The biopsy he described involved cutting the eye open, draining the vitreous from the eye, very carefully taking a needle to the location of the swelling and getting a sample, then refilling the eye with a substitute fluid for the vitreous and sealing it up.
Needless to say I had a difficult time wrapping my brain around the idea of this biopsy. Not to mention the cost that would be involved. Just the idea of getting funds together for an MRI was creating more and more stress.
So I spent the next few weeks getting the prices from the area centers and hospitals for Mir’s. I finally had it and awaited my results.

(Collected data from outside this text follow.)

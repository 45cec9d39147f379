use crate::bm25::{Bm25Params, KeywordIndex};
use crate::config::SearchConfig;
use crate::documents::CorpusBuilder;
use crate::error::Result;
use codemap_graph::{persist, ArtifactPaths, BuiltinNames, LinkStats, Linker};
use codemap_indexer::{IndexStats, IndexerConfig, ProjectIndexer, SourceReader};
use serde::Serialize;
use std::fmt::Write as _;
use std::path::Path;
use std::time::Instant;

/// Outcome of a full indexing run
#[derive(Debug, Clone, Serialize)]
pub struct IndexReport {
    pub indexing: IndexStats,
    pub linking: LinkStats,
    pub keyword_documents: usize,
    pub artifact_dir: String,
    pub time_ms: u64,
}

impl IndexReport {
    pub fn render(&self) -> String {
        let mut out = String::new();
        let _ = writeln!(
            out,
            "Indexed {} files ({} definitions, {} call sites) in {} ms",
            self.indexing.files, self.indexing.definitions, self.indexing.calls, self.time_ms
        );
        let _ = writeln!(
            out,
            "Linked {} calls: {} exact, {} suffix, {} short-name, {} external, {} builtin dropped, {} ambiguous",
            self.linking.calls,
            self.linking.resolved_exact,
            self.linking.resolved_suffix,
            self.linking.resolved_short_name,
            self.linking.external_calls,
            self.linking.dropped_builtins,
            self.linking.ambiguous
        );
        let _ = writeln!(out, "Keyword index: {} documents", self.keyword_documents);
        for failure in &self.linking.parse_failures {
            let _ = writeln!(out, "Skipped {}: {}", failure.file, failure.reason);
        }
        let _ = write!(out, "Artifacts: {}", self.artifact_dir);
        out
    }
}

/// Index `root`, link the result, and write every artifact under `paths`.
///
/// Files that fail to parse are skipped and listed in the report; only an unreadable
/// root or a failed artifact write aborts the run.
pub async fn index_project(
    root: &Path,
    paths: &ArtifactPaths,
    indexer_config: IndexerConfig,
    search_config: &SearchConfig,
) -> Result<IndexReport> {
    let started = Instant::now();

    let project = ProjectIndexer::new(root, indexer_config)?.index().await?;

    let builtins = BuiltinNames::python();
    let mut linked = Linker::new(&builtins).link(&project.files);
    linked.stats.parse_failures = project.stats.parse_failures.clone();

    persist(paths, &linked).await?;

    let reader = SourceReader::new(root);
    let documents =
        CorpusBuilder::new(&linked.graph, &reader, &linked.dependency_map).keyword_documents();
    let keyword = KeywordIndex::build(documents, Bm25Params::from(search_config));
    keyword.save(&paths.keyword_index()).await?;

    let report = IndexReport {
        indexing: project.stats,
        linking: linked.stats,
        keyword_documents: keyword.len(),
        artifact_dir: paths.dir().display().to_string(),
        time_ms: started.elapsed().as_millis() as u64,
    };
    log::info!("Index complete in {} ms", report.time_ms);
    Ok(report)
}
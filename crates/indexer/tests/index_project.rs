use codemap_indexer::{DefinitionKind, IndexerConfig, ProjectIndexer, Role};
use pretty_assertions::assert_eq;
use std::fs;
use tempfile::TempDir;

fn fixture() -> TempDir {
    let temp = TempDir::new().unwrap();
    let root = temp.path();
    fs::create_dir_all(root.join("app")).unwrap();
    fs::create_dir_all(root.join("__pycache__")).unwrap();
    fs::write(root.join("app/__init__.py"), "").unwrap();
    fs::write(
        root.join("app/routes.py"),
        "\
from .service import Service

@app.get('/items')
def list_items():
    svc = Service()
    return svc.fetch_all()
",
    )
    .unwrap();
    fs::write(
        root.join("app/service.py"),
        "\
class Service:
    def fetch_all(self):
        try:
            return self.load()
        except IOError:
            return []

    def load(self):
        return []
",
    )
    .unwrap();
    fs::write(root.join("__pycache__/stale.py"), "def stale(): pass\n").unwrap();
    temp
}

#[tokio::test]
async fn indexes_a_small_package() {
    let temp = fixture();
    let project = ProjectIndexer::new(temp.path(), IndexerConfig::default())
        .unwrap()
        .index()
        .await
        .unwrap();

    let files: Vec<&str> = project.files.iter().map(|f| f.file.as_str()).collect();
    assert_eq!(
        files,
        vec!["app/__init__.py", "app/routes.py", "app/service.py"]
    );

    let routes = &project.files[1];
    assert_eq!(routes.module, "app.routes");
    let endpoint = routes
        .definitions
        .iter()
        .find(|d| d.id == "app.routes.list_items")
        .unwrap();
    assert_eq!(endpoint.kind, DefinitionKind::Function);
    assert_eq!(endpoint.role, Role::ApiEndpoint);

    let hints: Vec<&str> = routes
        .calls
        .iter()
        .map(|c| c.target_hint.as_str())
        .collect();
    assert_eq!(
        hints,
        vec!["app.get", "app.service.Service", "app.service.Service.fetch_all"]
    );

    let service = &project.files[2];
    let load = service
        .calls
        .iter()
        .find(|c| c.target_hint == "app.service.Service.load")
        .unwrap();
    assert!(load.is_guarded);
    assert_eq!(load.source_scope, "app.service.Service.fetch_all");

    assert_eq!(project.stats.files, 3);
    assert!(project.stats.parse_failures.is_empty());
}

In the meantime, whether it was something from the MRI or a delayed response to the Avastin, the shadow in my eye moved. It went to the top of my vision.
When my retinal specialist reviewed the MRI with me at the end of March, he was encouraged that the shadow had moved. That it was appearing at the top of my vision meant the fluid had moved to the bottom of my eye and the scans were indicating the fluid was draining from the eye.
However, there was still a raised area beneath the retina. After a two-week follow-up, he was not as positive and suspected now that the fluid had been seated over a mass.
He recommended I go to the Will’s eye institute in Philadelphia for a one-day workup to seek a diagnosis.
At the beginning of April I finally had qualified for a group health policy and was able to schedule a trip to Wills at the beginning of May.
On May 3rd I road Amtrak up the night before and stayed in a hotel a few blocks away from Wills. The next morning I was to be there at 7 am. I didn’t leave until 3:30 that afternoon. Most of the time I spent there was waiting. I think I spent a total of maybe two hours in tests and talking to doctors.
Where all my previous doctors had been uncertain about what was happening with me the conclusion at wills that afternoon was immediate, “You have a Malignant Melanoma and it needs to be treated with radiation ASAP.” They actually wanted me to return that coming Thursday to have it done. I had no financial resources to do that and I wanted to talk to my retinal Specialist. But most importantly I was emotionally drained by this news. As the procedure was described it would also tae away the center part of my vision. Just the emotional drain of thinking of the conversations I must have with my friends and family were weighing on my as I made my way back to the Amtrak station and waited for two plus hours for my train back to Richmond.